草に巨人の足跡の如き、沓形の峯の平地へ出た。巒々相迫った、かすかな空は、清朗にして、明碧である。
山気の中に優しい声して、「お掛けなさいましな。」軒は巌を削れる如く、棟広く柱黒き峯の茶屋に、木の根のくりぬきの火鉢を据えて、畳二畳にも余りなん、大熊の皮を敷いた彼方に、出迎えた、むすび髪の色白な若い娘は、唯見ると活けるその熊の背に、片膝して腰を掛けた、奇しき山媛の風情があった。

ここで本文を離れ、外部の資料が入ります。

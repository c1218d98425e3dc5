//! Declarations of the Workamajig resources.
//!
//! Each resource is a `const` [`ResourceDescriptor`]. [`ALL`] lists them in
//! the order [`find`] searches.
//!
//! | Resource     | Path         | Operations                                  |
//! |--------------|--------------|---------------------------------------------|
//! | `contacts`   | `contacts`   | `list`                                      |
//! | `projects`   | `projects`   | `list` (needs `projectKey`), `create` (JSON) |
//! | `timesheets` | `timesheets` | `list`                                      |

mod contacts;
mod projects;
mod timesheets;

pub use contacts::CONTACTS;
pub use projects::PROJECTS;
pub use timesheets::TIMESHEETS;

use crate::rest::resource::ResourceDescriptor;

/// Every resource the client exposes.
pub static ALL: [&ResourceDescriptor; 3] = [&CONTACTS, &PROJECTS, &TIMESHEETS];

/// Finds a resource by name.
#[must_use]
pub fn find(name: &str) -> Option<&'static ResourceDescriptor> {
    ALL.iter().copied().find(|descriptor| descriptor.name == name)
}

袖も靡く。……山嵐颯として、白い雲は、その黒髪の肩越に、裏座敷の崖の欄干に掛って、水の落つる如く、千仭の谷へ流れた。
その裏座敷に、二人一組、別に一人、一人は旅商人、二人は官吏らしい旅客がいて憩った。いずれも、柳ヶ瀬から、中の河内越して、武生へ下る途中なのである。
横づけの駕籠を覗いて、親仁が、「お前さま、おだるけりゃ、お茶を取って進ぜますで。」「いいえ出ますから。」
娘が塗盆に茶をのせて、「あの、栃の餅、あがりますか。」「駕籠屋さんたちにもどうぞ。」「はい。」――其処に三人の客にも酒はない。皆栃の実の餅の盆を控えていた。
娘の色の白妙に、折敷の餅は渋ながら、五ツ、茶の花のように咲いた。が、私はやっぱり腹が痛んだ。
勘定の時に、それを言って断った。――「うまくないもののように、皆残して済みません。」ああ、娘は、茶碗を白湯に汲みかえて、熊の胆をくれたのである。
私は、じっと視て、そしてのんだ。
栃の餅を包んで差寄せた。「堅くなりましょうけれど、……あの、もう二度とお通りにはなりません。こんな山奥の、おはなしばかり、お土産に。――この実を入れて搗きますのです、あの、餅よりこれを、お土産に。」と、めりんすの帯の合せ目から、ことりと拾って、白い掌で、こなたに渡した。
小さな鶏卵の、軽く角を取って扁めて、薄漆を掛けたような、艶やかな堅い実である。
すかすと、きめに、うすもみじの影が映る。
私はいつまでも持っている。
手箪笥の抽斗深く、時々思出して手に据えると、殻の裡で、優しい音がする。